‘Love & Virtue’: Diana Reid
‘Are you a good person, or do you just look like one?’ is the tagline that gets us thinking, yet also barely scratches the surface of all that is contained within the pages of Diana Reid’s coming-of-age debut novel. Published by Ultimo Press, Love & Virtue (2021) is the recipient of the 2022 MUD Literary Prize and, by the novel’s end, it’s easy to see why.

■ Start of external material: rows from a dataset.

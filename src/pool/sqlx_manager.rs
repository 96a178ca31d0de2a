//! 基于 sqlx 的连接管理器
//!
//! 每个物理连接是一条独立的 sqlx 连接，由本库的连接池负责池化，
//! 不再叠加 sqlx 自带的连接池

use async_trait::async_trait;
use rat_logger::debug;
use sqlx::{Connection, Database, Executor};
use std::marker::PhantomData;

use super::manager::ConnectionManager;
use crate::error::DataSourceResult;
use crate::types::{DataSourceConfig, DataSourceKey, DatabaseType};

/// sqlx 连接管理器
pub struct SqlxConnectionManager<C> {
    key: DataSourceKey,
    url: String,
    _marker: PhantomData<fn() -> C>,
}

#[cfg(feature = "sqlite-support")]
pub type SqliteConnectionManager = SqlxConnectionManager<sqlx::SqliteConnection>;
#[cfg(feature = "postgres-support")]
pub type PostgresConnectionManager = SqlxConnectionManager<sqlx::PgConnection>;
#[cfg(feature = "mysql-support")]
pub type MySqlConnectionManager = SqlxConnectionManager<sqlx::MySqlConnection>;

fn driver_name(db_type: DatabaseType) -> &'static str {
    match db_type {
        DatabaseType::SQLite => "SQLite",
        DatabaseType::PostgreSQL => "PostgreSQL",
        DatabaseType::MySQL => "MySQL",
    }
}

impl<C: Connection> SqlxConnectionManager<C> {
    /// 根据数据源配置创建管理器，配置的数据库类型必须与驱动一致
    pub fn new(config: &DataSourceConfig) -> DataSourceResult<Self> {
        let expected = <C::Database as Database>::NAME;
        if driver_name(config.db_type) != expected || config.connection.db_type() != config.db_type {
            return Err(crate::ds_error!(
                config,
                crate::i18n::tf(
                    "error.driver_mismatch",
                    &[("key", &config.key.to_string()), ("driver", expected)],
                )
            ));
        }

        debug!(
            "创建sqlx连接管理器: 数据源={}, 目标={}",
            config.key,
            config.connection.describe()
        );

        Ok(Self {
            key: config.key,
            url: config.connection.to_url(),
            _marker: PhantomData,
        })
    }
}

impl<C> std::fmt::Debug for SqlxConnectionManager<C> {
    fn fmt(&self, f: &mut std::fmt::Formatter<'_>) -> std::fmt::Result {
        f.debug_struct("SqlxConnectionManager")
            .field("key", &self.key)
            .field("url", &"<redacted>")
            .finish()
    }
}

#[async_trait]
impl<C> ConnectionManager for SqlxConnectionManager<C>
where
    C: Connection + 'static,
    for<'c> &'c mut C: Executor<'c, Database = C::Database>,
{
    type Connection = C;

    async fn connect(&self) -> DataSourceResult<C> {
        C::connect(&self.url).await.map_err(|e| {
            crate::ds_error!(connection, format!("数据源 {} 建立连接失败: {}", self.key, e))
        })
    }

    async fn validate(&self, conn: &mut C, query: &str) -> DataSourceResult<()> {
        if query.trim().is_empty() {
            return conn
                .ping()
                .await
                .map_err(|e| crate::ds_error!(validation, self.key, e));
        }

        sqlx::raw_sql(query)
            .execute(&mut *conn)
            .await
            .map(|_| ())
            .map_err(|e| crate::ds_error!(validation, self.key, e))
    }

    async fn close(&self, conn: C) -> DataSourceResult<()> {
        conn.close().await.map_err(|e| {
            crate::ds_error!(connection, format!("数据源 {} 关闭连接失败: {}", self.key, e))
        })
    }
}
//! 池化连接

use std::ops::{Deref, DerefMut};
use std::sync::Arc;
use std::time::{Duration, Instant};
use tokio::sync::OwnedSemaphorePermit;
use uuid::Uuid;

use super::manager::ConnectionManager;
use super::pool::PoolInner;
use crate::types::DataSourceKey;

/// 物理连接的元信息
#[derive(Debug, Clone, Copy)]
pub(crate) struct ConnectionMeta {
    pub(crate) id: Uuid,
    pub(crate) created_at: Instant,
}

impl ConnectionMeta {
    pub(crate) fn new() -> Self {
        Self {
            id: Uuid::new_v4(),
            created_at: Instant::now(),
        }
    }
}

/// 空闲队列中的连接
pub(crate) struct IdleConnection<C> {
    pub(crate) conn: C,
    pub(crate) meta: ConnectionMeta,
    pub(crate) idle_since: Instant,
}

impl<C> IdleConnection<C> {
    pub(crate) fn new(conn: C, meta: ConnectionMeta) -> Self {
        Self {
            conn,
            meta,
            idle_since: Instant::now(),
        }
    }

    pub(crate) fn idle_for(&self) -> Duration {
        self.idle_since.elapsed()
    }
}

/// 从连接池借出的连接
///
/// 通过 `Deref` 直接当作原生连接使用，析构时自动归还连接池。
/// 经路由数据源借出的连接与直接从连接池借出的连接完全相同。
pub struct PooledConnection<M: ConnectionManager> {
    conn: Option<M::Connection>,
    meta: ConnectionMeta,
    pool: Arc<PoolInner<M>>,
    permit: Option<OwnedSemaphorePermit>,
}

impl<M: ConnectionManager> PooledConnection<M> {
    pub(crate) fn new(
        conn: M::Connection,
        meta: ConnectionMeta,
        pool: Arc<PoolInner<M>>,
        permit: OwnedSemaphorePermit,
    ) -> Self {
        Self {
            conn: Some(conn),
            meta,
            pool,
            permit: Some(permit),
        }
    }

    /// 连接ID
    pub fn id(&self) -> Uuid {
        self.meta.id
    }

    /// 连接所属的数据源
    pub fn key(&self) -> DataSourceKey {
        self.pool.key
    }

    /// 物理连接已存活的时间
    pub fn age(&self) -> Duration {
        self.meta.created_at.elapsed()
    }

    /// 显式归还连接
    ///
    /// 与析构归还的区别在于归还时的校验（test_on_return）会在当前任务内完成
    pub async fn release(mut self) {
        if let (Some(conn), Some(permit)) = (self.conn.take(), self.permit.take()) {
            self.pool.clone().recycle(conn, self.meta, permit).await;
        }
    }

    /// 将连接从池中分离，调用方自行负责其生命周期，占用的名额随即释放
    pub fn detach(mut self) -> Option<M::Connection> {
        self.permit.take();
        let conn = self.conn.take();
        if conn.is_some() {
            self.pool.note_detached();
        }
        conn
    }
}

impl<M: ConnectionManager> std::fmt::Debug for PooledConnection<M> {
    fn fmt(&self, f: &mut std::fmt::Formatter<'_>) -> std::fmt::Result {
        f.debug_struct("PooledConnection")
            .field("id", &self.meta.id)
            .field("key", &self.pool.key)
            .field("connection", &"<Connection>")
            .finish()
    }
}

impl<M: ConnectionManager> Deref for PooledConnection<M> {
    type Target = M::Connection;

    fn deref(&self) -> &Self::Target {
        // 连接只会在 release/detach/drop 中被取走，这些方法都消耗了 self
        match self.conn.as_ref() {
            Some(conn) => conn,
            None => unreachable!("连接已被取走"),
        }
    }
}

impl<M: ConnectionManager> DerefMut for PooledConnection<M> {
    fn deref_mut(&mut self) -> &mut Self::Target {
        match self.conn.as_mut() {
            Some(conn) => conn,
            None => unreachable!("连接已被取走"),
        }
    }
}

impl<M: ConnectionManager> Drop for PooledConnection<M> {
    fn drop(&mut self) {
        if let (Some(conn), Some(permit)) = (self.conn.take(), self.permit.take()) {
            self.pool.clone().recycle_detached(conn, self.meta, permit);
        }
    }
}
//! 数据源键的 RAII 守卫

use std::marker::PhantomData;

use super::holder::{replace_slot, warn_unscoped};
use crate::types::DataSourceKey;

/// 数据源键守卫
///
/// 创建时保存旧键并写入新键，析构时恢复旧键。正常返回、`?` 提前返回和 panic
/// 展开都会经过析构，嵌套使用时外层的键会被正确还原。
///
/// 守卫为 `!Send`，持有守卫的 future 不能交给 `tokio::spawn`。
/// 在 tokio 运行时中只能在 [`super::ContextScope`] 内使用，作用域之外的守卫不生效；
/// 切换数据源的异步操作请使用 [`super::with_data_source`]。
#[must_use = "守卫被丢弃时会立即恢复旧的数据源键"]
pub struct DataSourceGuard {
    /// `None` 表示没有可用的存储槽，析构时无需恢复
    restore: Option<Option<DataSourceKey>>,
    _not_send: PhantomData<*const ()>,
}

impl DataSourceGuard {
    pub fn new(key: DataSourceKey) -> Self {
        let restore = replace_slot(Some(key));
        if restore.is_none() {
            warn_unscoped(key);
        }
        Self {
            restore,
            _not_send: PhantomData,
        }
    }

    /// 守卫生效前的键
    pub fn previous(&self) -> Option<DataSourceKey> {
        self.restore.flatten()
    }

    /// 守卫是否写入了数据源键
    pub fn is_applied(&self) -> bool {
        self.restore.is_some()
    }
}

impl Drop for DataSourceGuard {
    fn drop(&mut self) {
        if let Some(previous) = self.restore {
            let _ = replace_slot(previous);
        }
    }
}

Love & Virtue follows the perspective of Michaela as she embarks on her first year at Fairfax College as a university. Having graduated from the University of Sydney herself, Reid’s conceptualisation of campus life and politics speaks to the heart of this culture, critiquing its multifaceted layers of oppression while acknowledging the grey areas that also coexist in this space.
Naturally, these insights are delivered through Michaela’s experiences, whose voice is the drawcard of the story. Her thoughts are unflinchingly cutting, oftentimes privately judging everyone around her – even those she cares about – and regularly directing her derision inward. Although she may be misguided at times, her unwavering honesty and vulnerability make her endearing to readers.
Driving the friction throughout Love & Virtue is the friendship between Michaela and Eve, which is regularly combative in subtle ways. Michaela’s oscillating desires to try and impress, compete with and condemn Eve’s hypocritical behaviour precisely capture the toxic nature of their friendship. The complexity of their relationship also reflects the messy uncertainties that plague young adults caught between embracing their independence and seeking the approval of their peers.
Essential to Love & Virtue’s themes is the examination of what it means to be virtuous. At the centre of unfolding plot points including consent, privilege, abuses of power and feminism is the interrogation of morality. Reid cleverly creates a controlled environment in Michaela’s philosophy class where the subject of ethics is hotly contested, which is then mirrored in the ‘real world’ as she navigates university rape culture and the issue of misappropriating individual’s experiences for the greater good. Like any sound philosophical debate, the moral high ground remains unclear by the novel’s end.
Michaela’s romantic interludes are where the novel falls short. Her relationship with Paul reads like infatuation at best, and detachment at worst; the declaration that she loves him doesn’t quite ring true. There also exists the abrupt kiss between Michaela and Eve, which fails to further the plot, nor does it get brought up again beyond the confines of its own scene. In saying this, Michaela’s sharp narration of these scenes is enough to see these plot points through.
If Love & Virtue is anything to go by, then Australian literature has gained a new voice with a talent for discerning the zeitgeist in Reid.